__Task item__.
Search the records below for the word "Send", then return every line where it appears.

::: Data in this exercise

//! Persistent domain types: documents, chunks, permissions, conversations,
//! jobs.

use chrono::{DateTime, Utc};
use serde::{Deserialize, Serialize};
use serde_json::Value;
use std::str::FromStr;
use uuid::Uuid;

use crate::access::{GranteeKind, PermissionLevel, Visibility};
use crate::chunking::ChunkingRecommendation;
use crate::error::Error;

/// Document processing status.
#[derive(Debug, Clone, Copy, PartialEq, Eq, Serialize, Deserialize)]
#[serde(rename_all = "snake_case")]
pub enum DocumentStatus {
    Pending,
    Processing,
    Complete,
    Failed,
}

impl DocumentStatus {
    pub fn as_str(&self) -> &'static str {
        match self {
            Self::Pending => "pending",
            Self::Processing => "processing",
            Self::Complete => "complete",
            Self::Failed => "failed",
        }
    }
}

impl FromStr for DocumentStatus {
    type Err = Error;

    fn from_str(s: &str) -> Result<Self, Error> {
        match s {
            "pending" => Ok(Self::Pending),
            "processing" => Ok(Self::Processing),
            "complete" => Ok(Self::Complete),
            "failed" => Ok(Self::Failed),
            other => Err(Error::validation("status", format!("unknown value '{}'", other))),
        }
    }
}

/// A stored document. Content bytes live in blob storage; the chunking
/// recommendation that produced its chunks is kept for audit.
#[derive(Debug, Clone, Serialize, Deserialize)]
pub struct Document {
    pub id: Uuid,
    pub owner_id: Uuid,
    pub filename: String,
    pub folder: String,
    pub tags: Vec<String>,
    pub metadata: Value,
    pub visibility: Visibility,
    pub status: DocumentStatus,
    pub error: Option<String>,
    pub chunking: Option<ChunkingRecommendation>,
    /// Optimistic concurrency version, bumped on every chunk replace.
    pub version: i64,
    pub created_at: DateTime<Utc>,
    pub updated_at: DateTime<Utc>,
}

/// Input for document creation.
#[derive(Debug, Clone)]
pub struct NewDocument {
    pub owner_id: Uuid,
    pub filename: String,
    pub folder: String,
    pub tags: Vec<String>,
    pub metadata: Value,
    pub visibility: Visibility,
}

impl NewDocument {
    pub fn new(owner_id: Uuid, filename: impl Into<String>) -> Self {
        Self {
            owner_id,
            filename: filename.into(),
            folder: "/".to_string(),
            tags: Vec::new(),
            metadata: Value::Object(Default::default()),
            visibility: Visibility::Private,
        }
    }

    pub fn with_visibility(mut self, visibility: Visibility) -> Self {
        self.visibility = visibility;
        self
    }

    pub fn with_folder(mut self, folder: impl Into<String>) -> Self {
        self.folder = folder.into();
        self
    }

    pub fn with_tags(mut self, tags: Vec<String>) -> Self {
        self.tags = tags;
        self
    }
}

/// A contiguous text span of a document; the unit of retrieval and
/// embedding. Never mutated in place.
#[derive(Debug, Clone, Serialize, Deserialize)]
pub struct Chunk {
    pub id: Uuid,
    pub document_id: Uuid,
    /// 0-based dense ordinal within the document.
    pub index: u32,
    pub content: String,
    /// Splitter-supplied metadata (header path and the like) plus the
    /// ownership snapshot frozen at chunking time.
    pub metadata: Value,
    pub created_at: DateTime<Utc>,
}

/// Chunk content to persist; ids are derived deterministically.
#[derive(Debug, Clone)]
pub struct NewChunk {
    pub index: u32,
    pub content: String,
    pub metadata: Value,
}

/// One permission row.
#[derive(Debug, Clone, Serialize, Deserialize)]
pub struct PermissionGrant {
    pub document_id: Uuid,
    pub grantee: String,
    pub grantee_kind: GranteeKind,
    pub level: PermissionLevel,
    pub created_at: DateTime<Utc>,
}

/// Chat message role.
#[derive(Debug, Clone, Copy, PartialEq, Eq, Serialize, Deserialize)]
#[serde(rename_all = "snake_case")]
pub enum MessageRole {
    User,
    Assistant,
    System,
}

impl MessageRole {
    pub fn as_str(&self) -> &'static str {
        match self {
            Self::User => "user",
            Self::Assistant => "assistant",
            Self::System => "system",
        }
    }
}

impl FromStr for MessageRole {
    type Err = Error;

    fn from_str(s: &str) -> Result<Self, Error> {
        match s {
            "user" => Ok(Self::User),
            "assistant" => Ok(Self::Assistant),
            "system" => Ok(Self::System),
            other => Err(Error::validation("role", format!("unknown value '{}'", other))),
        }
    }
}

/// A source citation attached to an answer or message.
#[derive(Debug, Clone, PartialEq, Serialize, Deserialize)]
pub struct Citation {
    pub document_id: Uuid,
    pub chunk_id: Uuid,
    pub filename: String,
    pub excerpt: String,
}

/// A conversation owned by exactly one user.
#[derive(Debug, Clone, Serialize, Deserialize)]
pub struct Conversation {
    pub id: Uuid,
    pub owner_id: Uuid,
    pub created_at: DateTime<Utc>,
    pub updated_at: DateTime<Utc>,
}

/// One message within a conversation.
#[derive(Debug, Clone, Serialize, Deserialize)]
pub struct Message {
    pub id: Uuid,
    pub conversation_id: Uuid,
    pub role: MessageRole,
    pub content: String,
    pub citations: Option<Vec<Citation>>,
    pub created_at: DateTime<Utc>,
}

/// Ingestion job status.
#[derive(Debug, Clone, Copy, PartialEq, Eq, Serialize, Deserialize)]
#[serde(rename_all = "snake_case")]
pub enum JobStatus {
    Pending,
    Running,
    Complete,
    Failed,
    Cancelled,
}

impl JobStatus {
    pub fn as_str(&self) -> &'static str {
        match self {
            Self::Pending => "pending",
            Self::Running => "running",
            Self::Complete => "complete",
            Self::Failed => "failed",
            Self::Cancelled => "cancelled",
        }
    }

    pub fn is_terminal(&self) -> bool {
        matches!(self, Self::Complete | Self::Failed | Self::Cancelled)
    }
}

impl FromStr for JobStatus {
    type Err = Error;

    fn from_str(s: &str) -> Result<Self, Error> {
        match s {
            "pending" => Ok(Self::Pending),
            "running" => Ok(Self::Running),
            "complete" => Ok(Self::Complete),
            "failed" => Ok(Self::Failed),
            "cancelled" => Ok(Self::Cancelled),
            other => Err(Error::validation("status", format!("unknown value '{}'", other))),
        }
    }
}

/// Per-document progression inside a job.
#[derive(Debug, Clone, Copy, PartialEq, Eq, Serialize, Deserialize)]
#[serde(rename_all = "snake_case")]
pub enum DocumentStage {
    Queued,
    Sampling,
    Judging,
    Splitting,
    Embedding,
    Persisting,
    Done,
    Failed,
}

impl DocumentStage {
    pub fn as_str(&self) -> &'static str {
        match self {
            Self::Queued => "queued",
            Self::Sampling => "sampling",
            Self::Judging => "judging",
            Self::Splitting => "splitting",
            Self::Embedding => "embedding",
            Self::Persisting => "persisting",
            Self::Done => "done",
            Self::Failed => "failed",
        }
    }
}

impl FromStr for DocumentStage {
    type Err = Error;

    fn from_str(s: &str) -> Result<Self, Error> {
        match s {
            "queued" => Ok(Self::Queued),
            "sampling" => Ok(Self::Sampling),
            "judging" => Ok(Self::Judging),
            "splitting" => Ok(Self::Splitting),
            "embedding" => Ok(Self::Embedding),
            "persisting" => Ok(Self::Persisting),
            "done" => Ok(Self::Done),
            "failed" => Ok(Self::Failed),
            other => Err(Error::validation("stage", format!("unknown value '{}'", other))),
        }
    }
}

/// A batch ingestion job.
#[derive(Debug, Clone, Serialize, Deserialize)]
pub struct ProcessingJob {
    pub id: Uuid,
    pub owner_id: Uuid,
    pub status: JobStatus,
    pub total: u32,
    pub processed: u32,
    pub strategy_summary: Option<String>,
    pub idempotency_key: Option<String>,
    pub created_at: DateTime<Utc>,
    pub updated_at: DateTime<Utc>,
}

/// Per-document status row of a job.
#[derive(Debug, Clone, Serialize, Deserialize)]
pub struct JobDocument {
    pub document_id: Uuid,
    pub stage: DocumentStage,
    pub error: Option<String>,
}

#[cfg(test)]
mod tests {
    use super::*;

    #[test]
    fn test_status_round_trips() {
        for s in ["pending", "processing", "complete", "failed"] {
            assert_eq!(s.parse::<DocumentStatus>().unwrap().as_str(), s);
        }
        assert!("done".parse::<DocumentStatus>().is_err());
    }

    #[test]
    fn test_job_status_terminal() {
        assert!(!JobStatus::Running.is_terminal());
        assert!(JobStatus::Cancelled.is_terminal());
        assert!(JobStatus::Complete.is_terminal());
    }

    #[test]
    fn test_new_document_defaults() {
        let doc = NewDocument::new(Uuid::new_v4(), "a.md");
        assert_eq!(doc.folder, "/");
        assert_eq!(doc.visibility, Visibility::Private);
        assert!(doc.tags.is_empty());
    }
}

::::::
::: Data in this exercise

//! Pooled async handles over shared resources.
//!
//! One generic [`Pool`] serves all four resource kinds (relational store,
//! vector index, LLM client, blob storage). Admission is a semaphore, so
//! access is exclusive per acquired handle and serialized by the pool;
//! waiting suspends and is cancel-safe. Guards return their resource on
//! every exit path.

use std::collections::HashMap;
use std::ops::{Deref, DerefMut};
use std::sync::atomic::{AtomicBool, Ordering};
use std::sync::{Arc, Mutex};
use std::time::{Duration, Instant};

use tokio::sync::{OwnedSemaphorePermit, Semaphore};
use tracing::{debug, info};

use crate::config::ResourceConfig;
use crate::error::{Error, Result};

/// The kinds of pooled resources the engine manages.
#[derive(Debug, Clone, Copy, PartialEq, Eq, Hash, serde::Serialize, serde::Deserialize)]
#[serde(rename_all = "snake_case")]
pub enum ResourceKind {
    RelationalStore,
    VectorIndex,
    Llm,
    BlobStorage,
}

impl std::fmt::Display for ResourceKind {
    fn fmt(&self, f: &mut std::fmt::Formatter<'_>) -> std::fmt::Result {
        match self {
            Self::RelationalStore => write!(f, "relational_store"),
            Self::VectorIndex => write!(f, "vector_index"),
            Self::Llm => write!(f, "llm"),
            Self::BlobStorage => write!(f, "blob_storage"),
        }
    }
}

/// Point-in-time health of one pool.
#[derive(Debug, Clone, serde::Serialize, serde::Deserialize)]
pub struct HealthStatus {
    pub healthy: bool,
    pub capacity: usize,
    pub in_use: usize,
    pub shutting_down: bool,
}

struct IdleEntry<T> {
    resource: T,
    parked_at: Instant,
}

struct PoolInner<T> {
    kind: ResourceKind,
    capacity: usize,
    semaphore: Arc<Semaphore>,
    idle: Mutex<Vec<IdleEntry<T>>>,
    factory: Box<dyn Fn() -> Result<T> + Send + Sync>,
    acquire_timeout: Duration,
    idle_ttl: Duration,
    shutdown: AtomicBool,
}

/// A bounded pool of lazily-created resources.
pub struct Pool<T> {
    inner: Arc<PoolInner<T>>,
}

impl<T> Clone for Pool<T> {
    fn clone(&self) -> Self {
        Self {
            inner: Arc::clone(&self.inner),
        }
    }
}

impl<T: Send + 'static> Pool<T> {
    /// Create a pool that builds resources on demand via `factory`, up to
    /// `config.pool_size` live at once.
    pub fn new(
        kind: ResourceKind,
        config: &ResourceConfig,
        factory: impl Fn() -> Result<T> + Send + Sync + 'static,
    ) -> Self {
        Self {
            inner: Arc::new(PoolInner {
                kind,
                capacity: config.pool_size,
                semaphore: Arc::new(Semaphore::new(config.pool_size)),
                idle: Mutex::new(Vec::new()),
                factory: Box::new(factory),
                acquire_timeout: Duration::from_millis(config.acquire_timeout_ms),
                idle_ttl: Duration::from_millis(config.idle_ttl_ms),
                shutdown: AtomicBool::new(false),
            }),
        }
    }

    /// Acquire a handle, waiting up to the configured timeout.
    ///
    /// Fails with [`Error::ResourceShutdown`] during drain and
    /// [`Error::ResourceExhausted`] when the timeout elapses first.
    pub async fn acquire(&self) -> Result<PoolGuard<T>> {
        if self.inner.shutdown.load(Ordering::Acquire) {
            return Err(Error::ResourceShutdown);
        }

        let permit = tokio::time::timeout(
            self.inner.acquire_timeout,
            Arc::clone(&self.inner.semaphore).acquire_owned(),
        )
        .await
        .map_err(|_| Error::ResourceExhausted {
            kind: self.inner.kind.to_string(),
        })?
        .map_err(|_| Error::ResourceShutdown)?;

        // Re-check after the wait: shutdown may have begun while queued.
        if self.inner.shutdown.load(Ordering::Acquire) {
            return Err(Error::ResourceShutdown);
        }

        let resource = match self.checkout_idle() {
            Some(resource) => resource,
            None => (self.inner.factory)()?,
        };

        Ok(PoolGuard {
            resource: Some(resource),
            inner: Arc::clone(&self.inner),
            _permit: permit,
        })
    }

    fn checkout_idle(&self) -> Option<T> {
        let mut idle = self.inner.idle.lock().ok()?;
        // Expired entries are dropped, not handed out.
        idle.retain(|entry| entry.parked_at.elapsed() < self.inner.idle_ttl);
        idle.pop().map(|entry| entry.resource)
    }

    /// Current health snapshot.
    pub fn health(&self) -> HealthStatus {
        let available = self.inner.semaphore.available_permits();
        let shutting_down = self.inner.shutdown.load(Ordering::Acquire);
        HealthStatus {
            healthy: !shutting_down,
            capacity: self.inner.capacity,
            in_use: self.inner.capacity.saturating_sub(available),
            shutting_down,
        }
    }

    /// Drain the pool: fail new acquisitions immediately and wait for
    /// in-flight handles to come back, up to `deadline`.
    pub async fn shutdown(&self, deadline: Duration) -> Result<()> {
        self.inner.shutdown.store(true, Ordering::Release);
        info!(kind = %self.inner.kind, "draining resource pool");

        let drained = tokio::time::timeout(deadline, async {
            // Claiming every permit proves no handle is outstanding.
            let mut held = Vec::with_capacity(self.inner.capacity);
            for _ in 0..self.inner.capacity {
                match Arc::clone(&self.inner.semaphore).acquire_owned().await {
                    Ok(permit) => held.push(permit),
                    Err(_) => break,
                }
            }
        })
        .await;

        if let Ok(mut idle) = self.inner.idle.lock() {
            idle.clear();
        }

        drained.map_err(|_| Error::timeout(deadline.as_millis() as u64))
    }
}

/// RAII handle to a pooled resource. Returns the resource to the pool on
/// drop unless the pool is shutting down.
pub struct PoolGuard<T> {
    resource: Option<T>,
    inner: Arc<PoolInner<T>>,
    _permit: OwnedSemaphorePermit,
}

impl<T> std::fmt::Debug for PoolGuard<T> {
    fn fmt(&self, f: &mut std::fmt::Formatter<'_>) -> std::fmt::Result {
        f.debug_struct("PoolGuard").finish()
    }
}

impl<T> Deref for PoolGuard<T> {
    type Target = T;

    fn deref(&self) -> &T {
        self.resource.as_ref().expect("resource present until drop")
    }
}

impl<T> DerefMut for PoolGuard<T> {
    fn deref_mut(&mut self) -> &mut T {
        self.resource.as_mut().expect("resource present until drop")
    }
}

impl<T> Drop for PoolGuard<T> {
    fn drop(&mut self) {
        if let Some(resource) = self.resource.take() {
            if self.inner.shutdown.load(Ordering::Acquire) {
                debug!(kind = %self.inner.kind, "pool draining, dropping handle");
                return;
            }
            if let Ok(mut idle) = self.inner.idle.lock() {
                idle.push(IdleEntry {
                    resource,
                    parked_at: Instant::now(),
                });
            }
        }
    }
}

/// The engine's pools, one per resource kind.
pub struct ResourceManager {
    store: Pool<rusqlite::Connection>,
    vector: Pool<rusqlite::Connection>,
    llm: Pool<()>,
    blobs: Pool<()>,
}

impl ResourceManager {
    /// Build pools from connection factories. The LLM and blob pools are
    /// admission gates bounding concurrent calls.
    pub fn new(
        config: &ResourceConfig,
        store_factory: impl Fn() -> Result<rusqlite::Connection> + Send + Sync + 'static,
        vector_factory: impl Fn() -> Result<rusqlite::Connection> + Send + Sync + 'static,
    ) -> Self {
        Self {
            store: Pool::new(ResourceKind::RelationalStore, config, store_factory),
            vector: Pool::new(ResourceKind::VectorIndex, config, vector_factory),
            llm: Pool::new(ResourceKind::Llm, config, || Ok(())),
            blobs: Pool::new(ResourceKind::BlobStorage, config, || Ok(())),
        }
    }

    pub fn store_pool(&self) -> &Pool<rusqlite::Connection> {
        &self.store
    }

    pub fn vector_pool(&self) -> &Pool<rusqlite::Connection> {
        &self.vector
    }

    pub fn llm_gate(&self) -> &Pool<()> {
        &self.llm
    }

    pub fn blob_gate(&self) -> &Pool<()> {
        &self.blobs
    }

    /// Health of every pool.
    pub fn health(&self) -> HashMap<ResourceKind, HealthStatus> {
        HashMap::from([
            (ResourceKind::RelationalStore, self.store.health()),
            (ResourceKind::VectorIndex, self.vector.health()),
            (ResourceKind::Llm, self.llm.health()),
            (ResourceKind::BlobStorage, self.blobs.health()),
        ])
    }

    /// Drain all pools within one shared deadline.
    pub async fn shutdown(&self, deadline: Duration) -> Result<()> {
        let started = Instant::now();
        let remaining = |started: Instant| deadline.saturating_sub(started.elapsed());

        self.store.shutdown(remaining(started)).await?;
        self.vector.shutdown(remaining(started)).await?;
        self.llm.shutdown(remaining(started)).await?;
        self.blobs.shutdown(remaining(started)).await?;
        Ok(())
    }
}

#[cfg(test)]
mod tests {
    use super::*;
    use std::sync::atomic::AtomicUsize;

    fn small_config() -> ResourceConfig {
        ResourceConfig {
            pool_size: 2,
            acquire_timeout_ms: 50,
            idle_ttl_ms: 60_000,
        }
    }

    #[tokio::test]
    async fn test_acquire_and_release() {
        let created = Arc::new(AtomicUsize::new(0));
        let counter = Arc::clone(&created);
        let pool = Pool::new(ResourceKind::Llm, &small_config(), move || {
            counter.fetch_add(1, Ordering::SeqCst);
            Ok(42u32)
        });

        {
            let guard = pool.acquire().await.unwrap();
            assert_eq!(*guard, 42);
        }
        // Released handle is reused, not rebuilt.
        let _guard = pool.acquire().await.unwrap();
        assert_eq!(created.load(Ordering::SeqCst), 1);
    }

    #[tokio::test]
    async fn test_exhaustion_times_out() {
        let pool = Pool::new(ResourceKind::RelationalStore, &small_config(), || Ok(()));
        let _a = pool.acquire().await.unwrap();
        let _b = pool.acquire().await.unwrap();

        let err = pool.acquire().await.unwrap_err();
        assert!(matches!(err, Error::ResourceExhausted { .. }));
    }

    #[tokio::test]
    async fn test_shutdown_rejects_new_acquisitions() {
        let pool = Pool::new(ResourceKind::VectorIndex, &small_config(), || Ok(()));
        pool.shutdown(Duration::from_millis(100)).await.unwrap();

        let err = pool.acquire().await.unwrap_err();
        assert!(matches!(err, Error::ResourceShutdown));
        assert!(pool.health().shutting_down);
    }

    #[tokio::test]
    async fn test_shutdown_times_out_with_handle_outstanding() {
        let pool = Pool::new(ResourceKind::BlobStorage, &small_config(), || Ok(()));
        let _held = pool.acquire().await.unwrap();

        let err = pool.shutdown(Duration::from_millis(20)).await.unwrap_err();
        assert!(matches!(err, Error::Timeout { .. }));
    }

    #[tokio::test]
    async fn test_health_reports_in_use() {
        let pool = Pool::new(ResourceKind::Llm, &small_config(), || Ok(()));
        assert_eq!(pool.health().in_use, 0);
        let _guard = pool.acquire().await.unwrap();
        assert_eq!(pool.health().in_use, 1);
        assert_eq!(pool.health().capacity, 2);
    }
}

::::::

__Worked solution__.
    factory: Box<dyn Fn() -> Result<T> + Send + Sync>,
impl<T: Send + 'static> Pool<T> {
        factory: impl Fn() -> Result<T> + Send + Sync + 'static,
        store_factory: impl Fn() -> Result<rusqlite::Connection> + Send + Sync + 'static,
        vector_factory: impl Fn() -> Result<rusqlite::Connection> + Send + Sync + 'static,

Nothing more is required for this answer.